(Records supplied)

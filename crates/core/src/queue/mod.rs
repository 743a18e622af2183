use std::collections::VecDeque;

use crate::{BeatMatchError, Result, TimedBeatId};

/// FIFO of timed beats that drops entries once they are older than a window.
///
/// Callers add beats in non-decreasing time order; the queue never re-sorts.
#[derive(Debug, Clone)]
pub struct TimeWindowedQueue {
    keep_window: f32,
    beats: VecDeque<TimedBeatId>,
}

impl TimeWindowedQueue {
    pub fn new(keep_window: f32) -> Self {
        Self {
            keep_window,
            beats: VecDeque::new(),
        }
    }

    pub fn keep_window(&self) -> f32 {
        self.keep_window
    }

    pub fn add(&mut self, beat: TimedBeatId) {
        self.beats.push_back(beat);
    }

    /// Pops every beat strictly older than `now - keep_window`, oldest first.
    /// A beat exactly on the boundary stays.
    pub fn tick<F>(&mut self, now: f32, mut on_discard: F)
    where
        F: FnMut(TimedBeatId),
    {
        let limit = now - self.keep_window;
        while let Some(head) = self.beats.front() {
            if head.time >= limit {
                break;
            }
            if let Some(expired) = self.beats.pop_front() {
                on_discard(expired);
            }
        }
    }

    /// Oldest beat still queued.
    pub fn peek(&self) -> Result<TimedBeatId> {
        self.beats.front().copied().ok_or(BeatMatchError::EmptyQueue)
    }

    pub fn remove_next(&mut self) -> Result<TimedBeatId> {
        self.beats.pop_front().ok_or(BeatMatchError::EmptyQueue)
    }

    pub fn clear(&mut self) {
        self.beats.clear();
    }

    pub fn len(&self) -> usize {
        self.beats.len()
    }

    pub fn is_empty(&self) -> bool {
        self.beats.is_empty()
    }

    /// Times of the queued beats, oldest first.
    pub fn times(&self) -> impl Iterator<Item = f32> + '_ {
        self.beats.iter().map(|beat| beat.time)
    }
}
use std::collections::BTreeMap;

use crate::{InstrumentId, Pattern, TimeWindowedQueue, TimedBeatId};

/// Replays one pass of pattern beats as an endless, time-shifted sequence.
#[derive(Debug, Clone)]
pub struct PatternLooper {
    one_pass: Vec<TimedBeatId>,
    repeat_length: f32,
    next_index: usize,
    loops: u32,
}

impl PatternLooper {
    /// `one_pass` must be ordered by time and lie within `[0, repeat_length)`.
    pub fn new(one_pass: Vec<TimedBeatId>, repeat_length: f32) -> Self {
        Self {
            one_pass,
            repeat_length,
            next_index: 0,
            loops: 0,
        }
    }

    /// One looper per instrument that has beats in `pattern`.
    pub fn from_pattern(pattern: &Pattern) -> BTreeMap<InstrumentId, PatternLooper> {
        let repeat_length = pattern.length_in_beats();
        pattern
            .beats_by_instrument()
            .into_iter()
            .map(|(instrument, beats)| (instrument, PatternLooper::new(beats, repeat_length)))
            .collect()
    }

    /// Emits into `queue` every pending beat due at or before `time`.
    ///
    /// Once `time` passes the end of the current pass, the rest of that pass
    /// is flushed first and the looper moves on to the next pass, so no beat
    /// is skipped when calls are sparse.
    pub fn fill_beats_until(&mut self, time: f32, queue: &mut TimeWindowedQueue) {
        if time > self.repeat_length * (self.loops + 1) as f32 {
            self.fill_to_end(queue);
        }

        let offset = self.offset();
        let local_time = time - offset;
        while let Some(beat) = self.one_pass.get(self.next_index) {
            if beat.time > local_time {
                break;
            }
            queue.add(beat.offset(offset));
            self.next_index += 1;
        }
    }

    /// Time added to pattern-local beat times for the current pass.
    pub fn offset(&self) -> f32 {
        self.loops as f32 * self.repeat_length
    }

    pub fn loops(&self) -> u32 {
        self.loops
    }

    pub fn reset(&mut self) {
        self.next_index = 0;
        self.loops = 0;
    }

    fn fill_to_end(&mut self, queue: &mut TimeWindowedQueue) {
        let offset = self.offset();
        for beat in &self.one_pass[self.next_index..] {
            queue.add(beat.offset(offset));
        }
        self.next_index = 0;
        self.loops += 1;
    }
}

/// Keeps a queue of expected pattern beats topped up from a looper.
#[derive(Debug, Clone)]
pub struct PatternFeed {
    beats: TimeWindowedQueue,
    looper: PatternLooper,
}

impl PatternFeed {
    pub fn new(beats: TimeWindowedQueue, looper: PatternLooper) -> Self {
        Self { beats, looper }
    }

    /// Evicts stale beats, then pulls in everything due within one window
    /// ahead of `now` so early hits can already find their beat.
    pub fn tick<F>(&mut self, now: f32, on_discard: F)
    where
        F: FnMut(TimedBeatId),
    {
        self.beats.tick(now, on_discard);
        let horizon = now + self.beats.keep_window();
        self.looper.fill_beats_until(horizon, &mut self.beats);
    }

    pub fn beats(&self) -> &TimeWindowedQueue {
        &self.beats
    }

    pub fn beats_mut(&mut self) -> &mut TimeWindowedQueue {
        &mut self.beats
    }

    pub fn offset(&self) -> f32 {
        self.looper.offset()
    }

    pub fn reset(&mut self) {
        self.beats.clear();
        self.looper.reset();
    }
}
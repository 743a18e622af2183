use std::sync::{Mutex, MutexGuard};

use serde::{Deserialize, Serialize};
use tracing::warn;

use crate::{BeatId, BeatMatchError, BeatsMatch, MatchResults, MissedBeat, Pattern, Result};

/// Accuracy magnitude above which a hit counts as early or late.
const TIMING_TOLERANCE: f32 = 0.1;

/// Running arithmetic mean.
#[derive(Debug, Clone, Copy, Default)]
pub struct MeanEstimation {
    total: f64,
    count: u32,
}

impl MeanEstimation {
    pub fn add(&mut self, value: f64) {
        self.total += value;
        self.count += 1;
    }

    pub fn count(&self) -> u32 {
        self.count
    }

    pub fn value(&self) -> Option<f64> {
        (self.count > 0).then(|| self.total / self.count as f64)
    }
}

/// Per pattern beat accumulator of hits and misses.
#[derive(Debug, Clone, Copy, Default)]
pub struct AccuracySummary {
    misses: u32,
    early: u32,
    late: u32,
    cumulated_accuracy: f64,
    hit_quality: MeanEstimation,
}

impl AccuracySummary {
    pub fn add_miss(&mut self) {
        self.misses += 1;
        self.hit_quality.add(0.0);
    }

    pub fn add(&mut self, accuracy: f32) {
        self.cumulated_accuracy += accuracy as f64;
        if accuracy < -TIMING_TOLERANCE {
            self.early += 1;
        } else if accuracy > TIMING_TOLERANCE {
            self.late += 1;
        }
        self.hit_quality.add(1.0 - accuracy.abs() as f64);
    }

    /// Matches plus misses.
    pub fn attempts(&self) -> u32 {
        self.hit_quality.count()
    }

    pub fn hits(&self) -> u32 {
        self.attempts() - self.misses
    }

    pub fn miss(&self) -> Option<f64> {
        self.fraction(self.misses)
    }

    pub fn early(&self) -> Option<f64> {
        self.fraction(self.early)
    }

    pub fn late(&self) -> Option<f64> {
        self.fraction(self.late)
    }

    /// Mean signed accuracy over matched hits only.
    pub fn average(&self) -> Option<f64> {
        let hits = self.hits();
        (hits > 0).then(|| self.cumulated_accuracy / hits as f64)
    }

    /// Mean of `1 - |accuracy|`, misses counting as 0.
    pub fn value(&self) -> Option<f64> {
        self.hit_quality.value()
    }

    pub fn report(&self, id: BeatId) -> BeatReport {
        BeatReport {
            id,
            attempts: self.attempts(),
            miss: self.miss(),
            early: self.early(),
            late: self.late(),
            average: self.average(),
            value: self.value(),
        }
    }

    fn fraction(&self, occurrences: u32) -> Option<f64> {
        let attempts = self.attempts();
        (attempts > 0).then(|| occurrences as f64 / attempts as f64)
    }
}

/// Snapshot of the statistics gathered for one pattern beat.
///
/// Ratios are `None` until the beat has been attempted at least once.
#[derive(Debug, Clone, Copy, PartialEq, Serialize, Deserialize)]
pub struct BeatReport {
    pub id: BeatId,
    pub attempts: u32,
    pub miss: Option<f64>,
    pub early: Option<f64>,
    pub late: Option<f64>,
    pub average: Option<f64>,
    pub value: Option<f64>,
}

/// Results sink that accumulates accuracy statistics per pattern beat.
///
/// Played beats that expire unmatched are extra hits; they have no pattern
/// beat to charge and are ignored here.
#[derive(Debug)]
pub struct PerformanceSummary {
    summaries: Mutex<Vec<AccuracySummary>>,
}

impl PerformanceSummary {
    pub fn new(pattern: &Pattern) -> Self {
        Self {
            summaries: Mutex::new(vec![AccuracySummary::default(); pattern.len()]),
        }
    }

    pub fn len(&self) -> Result<usize> {
        Ok(self.lock()?.len())
    }

    pub fn is_empty(&self) -> Result<bool> {
        Ok(self.lock()?.is_empty())
    }

    pub fn beat_summary(&self, id: BeatId) -> Result<BeatReport> {
        let summaries = self.lock()?;
        id.pattern_index()
            .and_then(|index| summaries.get(index))
            .map(|summary| summary.report(id))
            .ok_or(BeatMatchError::InvalidPatternBeat(id))
    }

    pub fn reports(&self) -> Result<Vec<BeatReport>> {
        let summaries = self.lock()?;
        Ok(summaries
            .iter()
            .enumerate()
            .map(|(index, summary)| summary.report(BeatId::pattern(index)))
            .collect())
    }

    /// Mean hit quality over the beats attempted so far.
    pub fn overall(&self) -> Result<Option<f64>> {
        let summaries = self.lock()?;
        let mut mean = MeanEstimation::default();
        for value in summaries.iter().filter_map(AccuracySummary::value) {
            mean.add(value);
        }
        Ok(mean.value())
    }

    fn record<F>(&self, id: BeatId, update: F)
    where
        F: FnOnce(&mut AccuracySummary),
    {
        let Ok(mut summaries) = self.lock() else {
            warn!(beat = id.value(), "performance summary poisoned, dropping result");
            return;
        };
        match id.pattern_index().and_then(|index| summaries.get_mut(index)) {
            Some(summary) => update(summary),
            None => warn!(beat = id.value(), "result for beat outside the pattern"),
        }
    }

    fn lock(&self) -> Result<MutexGuard<'_, Vec<AccuracySummary>>> {
        self.summaries
            .lock()
            .map_err(|_| BeatMatchError::Poisoned("performance summary"))
    }
}

impl MatchResults for PerformanceSummary {
    fn on_match(&self, found: BeatsMatch) {
        self.record(found.pattern_beat.id, |summary| summary.add(found.accuracy));
    }

    fn on_missed(&self, missed: MissedBeat) {
        if missed.beat.id.is_pattern() {
            self.record(missed.beat.id, AccuracySummary::add_miss);
        }
    }
}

(End Records supplied)

**Activity:** Give every line of the material that includes the string "than".

**Answer to this exercise:**
/// FIFO of timed beats that drops entries once they are older than a window.
    /// Pops every beat strictly older than `now - keep_window`, oldest first.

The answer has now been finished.